Activity: Wherever the word "parse" appears in a line of the records, copy that line.

Entries shown:
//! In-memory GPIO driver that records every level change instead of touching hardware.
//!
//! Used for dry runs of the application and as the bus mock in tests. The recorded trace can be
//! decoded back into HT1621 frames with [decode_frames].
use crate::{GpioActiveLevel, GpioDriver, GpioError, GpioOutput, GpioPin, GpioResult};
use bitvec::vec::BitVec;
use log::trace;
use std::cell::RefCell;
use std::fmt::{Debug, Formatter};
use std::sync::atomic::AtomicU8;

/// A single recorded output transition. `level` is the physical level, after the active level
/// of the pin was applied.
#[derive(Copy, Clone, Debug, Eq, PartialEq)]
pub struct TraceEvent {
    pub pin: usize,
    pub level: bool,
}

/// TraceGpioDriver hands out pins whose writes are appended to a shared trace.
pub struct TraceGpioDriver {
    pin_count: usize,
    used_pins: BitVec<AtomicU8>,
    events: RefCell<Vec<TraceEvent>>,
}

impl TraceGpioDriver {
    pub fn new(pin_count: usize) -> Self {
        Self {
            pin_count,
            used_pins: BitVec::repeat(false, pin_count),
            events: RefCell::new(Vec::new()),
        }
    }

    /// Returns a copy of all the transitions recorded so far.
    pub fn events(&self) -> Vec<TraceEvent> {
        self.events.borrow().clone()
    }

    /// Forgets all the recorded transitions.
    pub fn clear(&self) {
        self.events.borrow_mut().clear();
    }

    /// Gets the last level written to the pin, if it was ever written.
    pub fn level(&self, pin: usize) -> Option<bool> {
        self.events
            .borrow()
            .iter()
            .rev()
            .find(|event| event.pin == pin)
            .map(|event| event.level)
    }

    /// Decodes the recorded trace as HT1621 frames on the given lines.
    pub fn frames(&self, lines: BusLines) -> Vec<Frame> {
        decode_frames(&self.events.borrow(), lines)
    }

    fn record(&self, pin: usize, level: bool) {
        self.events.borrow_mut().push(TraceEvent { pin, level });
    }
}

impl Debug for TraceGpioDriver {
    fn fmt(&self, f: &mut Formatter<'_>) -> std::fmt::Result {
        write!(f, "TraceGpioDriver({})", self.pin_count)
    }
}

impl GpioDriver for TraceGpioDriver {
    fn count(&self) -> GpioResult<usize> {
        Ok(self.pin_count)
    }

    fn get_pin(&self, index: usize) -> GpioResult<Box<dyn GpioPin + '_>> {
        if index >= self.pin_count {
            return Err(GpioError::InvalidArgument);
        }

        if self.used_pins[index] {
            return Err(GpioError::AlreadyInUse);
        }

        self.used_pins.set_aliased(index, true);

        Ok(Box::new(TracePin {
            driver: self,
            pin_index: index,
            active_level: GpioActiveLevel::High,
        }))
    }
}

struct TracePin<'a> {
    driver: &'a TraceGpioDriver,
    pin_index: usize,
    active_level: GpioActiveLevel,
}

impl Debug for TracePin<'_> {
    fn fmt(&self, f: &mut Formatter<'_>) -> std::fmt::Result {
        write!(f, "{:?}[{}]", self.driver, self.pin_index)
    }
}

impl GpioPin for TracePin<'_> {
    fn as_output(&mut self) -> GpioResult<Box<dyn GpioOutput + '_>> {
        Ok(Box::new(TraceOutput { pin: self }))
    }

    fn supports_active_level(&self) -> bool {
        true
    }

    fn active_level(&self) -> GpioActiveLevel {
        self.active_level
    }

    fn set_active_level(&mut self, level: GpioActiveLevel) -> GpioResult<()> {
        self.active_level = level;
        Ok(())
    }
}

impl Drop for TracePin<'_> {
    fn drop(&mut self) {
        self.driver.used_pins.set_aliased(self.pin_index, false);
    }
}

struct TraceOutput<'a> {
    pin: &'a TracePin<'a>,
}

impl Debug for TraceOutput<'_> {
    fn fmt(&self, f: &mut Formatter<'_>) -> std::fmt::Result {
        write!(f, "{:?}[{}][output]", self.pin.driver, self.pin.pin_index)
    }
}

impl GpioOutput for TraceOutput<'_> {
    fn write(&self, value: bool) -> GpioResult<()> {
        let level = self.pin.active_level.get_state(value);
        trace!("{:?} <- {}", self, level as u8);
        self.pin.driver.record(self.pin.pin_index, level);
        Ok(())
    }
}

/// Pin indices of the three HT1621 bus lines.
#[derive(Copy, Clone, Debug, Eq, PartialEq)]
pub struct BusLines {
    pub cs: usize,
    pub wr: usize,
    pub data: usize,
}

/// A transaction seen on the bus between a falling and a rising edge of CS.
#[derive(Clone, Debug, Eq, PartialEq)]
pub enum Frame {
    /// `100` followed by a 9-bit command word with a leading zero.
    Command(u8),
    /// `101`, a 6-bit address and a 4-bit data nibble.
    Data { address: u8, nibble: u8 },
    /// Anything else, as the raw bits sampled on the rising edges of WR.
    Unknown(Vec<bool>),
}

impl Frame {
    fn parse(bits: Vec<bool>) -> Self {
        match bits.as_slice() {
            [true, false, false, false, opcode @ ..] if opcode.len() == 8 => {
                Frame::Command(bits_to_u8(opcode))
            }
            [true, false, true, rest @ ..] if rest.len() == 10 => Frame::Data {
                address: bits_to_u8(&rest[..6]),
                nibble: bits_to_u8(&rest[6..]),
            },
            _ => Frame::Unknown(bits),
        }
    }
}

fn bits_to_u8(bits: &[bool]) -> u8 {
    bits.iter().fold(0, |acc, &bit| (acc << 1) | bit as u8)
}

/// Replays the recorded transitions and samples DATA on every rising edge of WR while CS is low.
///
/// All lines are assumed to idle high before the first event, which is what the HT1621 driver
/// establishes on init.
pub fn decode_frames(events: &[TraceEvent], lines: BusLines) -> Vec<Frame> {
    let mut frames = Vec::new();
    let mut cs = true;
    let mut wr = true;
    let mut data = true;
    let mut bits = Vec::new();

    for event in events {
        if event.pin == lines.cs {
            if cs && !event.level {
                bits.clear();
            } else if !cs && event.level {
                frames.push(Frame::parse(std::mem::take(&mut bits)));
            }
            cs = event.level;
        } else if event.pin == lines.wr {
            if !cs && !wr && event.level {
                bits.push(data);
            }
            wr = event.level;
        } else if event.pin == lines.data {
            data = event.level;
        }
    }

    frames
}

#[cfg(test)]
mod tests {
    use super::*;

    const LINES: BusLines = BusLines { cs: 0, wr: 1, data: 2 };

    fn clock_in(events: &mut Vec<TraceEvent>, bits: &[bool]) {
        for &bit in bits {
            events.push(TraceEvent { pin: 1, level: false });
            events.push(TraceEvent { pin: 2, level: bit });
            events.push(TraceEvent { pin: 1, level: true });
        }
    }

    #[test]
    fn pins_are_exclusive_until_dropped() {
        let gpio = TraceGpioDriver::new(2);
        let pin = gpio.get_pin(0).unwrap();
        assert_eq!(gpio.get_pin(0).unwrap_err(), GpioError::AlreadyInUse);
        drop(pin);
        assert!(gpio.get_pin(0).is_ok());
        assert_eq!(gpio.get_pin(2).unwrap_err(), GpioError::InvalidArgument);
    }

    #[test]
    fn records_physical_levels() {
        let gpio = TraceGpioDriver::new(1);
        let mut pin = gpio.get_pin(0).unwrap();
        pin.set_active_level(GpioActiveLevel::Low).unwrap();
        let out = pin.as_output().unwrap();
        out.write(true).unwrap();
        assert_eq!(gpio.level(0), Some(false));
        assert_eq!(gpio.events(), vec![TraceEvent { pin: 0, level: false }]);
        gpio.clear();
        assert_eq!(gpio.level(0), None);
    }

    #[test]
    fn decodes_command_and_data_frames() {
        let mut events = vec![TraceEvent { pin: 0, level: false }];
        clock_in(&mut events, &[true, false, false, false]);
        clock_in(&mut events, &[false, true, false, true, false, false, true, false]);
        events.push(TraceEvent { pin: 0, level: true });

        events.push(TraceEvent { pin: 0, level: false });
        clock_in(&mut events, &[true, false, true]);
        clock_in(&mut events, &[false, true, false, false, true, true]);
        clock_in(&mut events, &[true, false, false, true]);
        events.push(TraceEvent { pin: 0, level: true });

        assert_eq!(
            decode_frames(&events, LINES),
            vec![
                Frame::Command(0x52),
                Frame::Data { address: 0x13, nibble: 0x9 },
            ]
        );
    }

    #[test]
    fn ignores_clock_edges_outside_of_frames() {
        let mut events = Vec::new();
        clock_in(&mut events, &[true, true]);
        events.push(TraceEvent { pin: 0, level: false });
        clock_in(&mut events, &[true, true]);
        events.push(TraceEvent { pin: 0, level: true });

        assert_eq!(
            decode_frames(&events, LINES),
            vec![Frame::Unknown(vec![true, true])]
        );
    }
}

Task answer:
    fn parse(bits: Vec<bool>) -> Self {
                frames.push(Frame::parse(std::mem::take(&mut bits)));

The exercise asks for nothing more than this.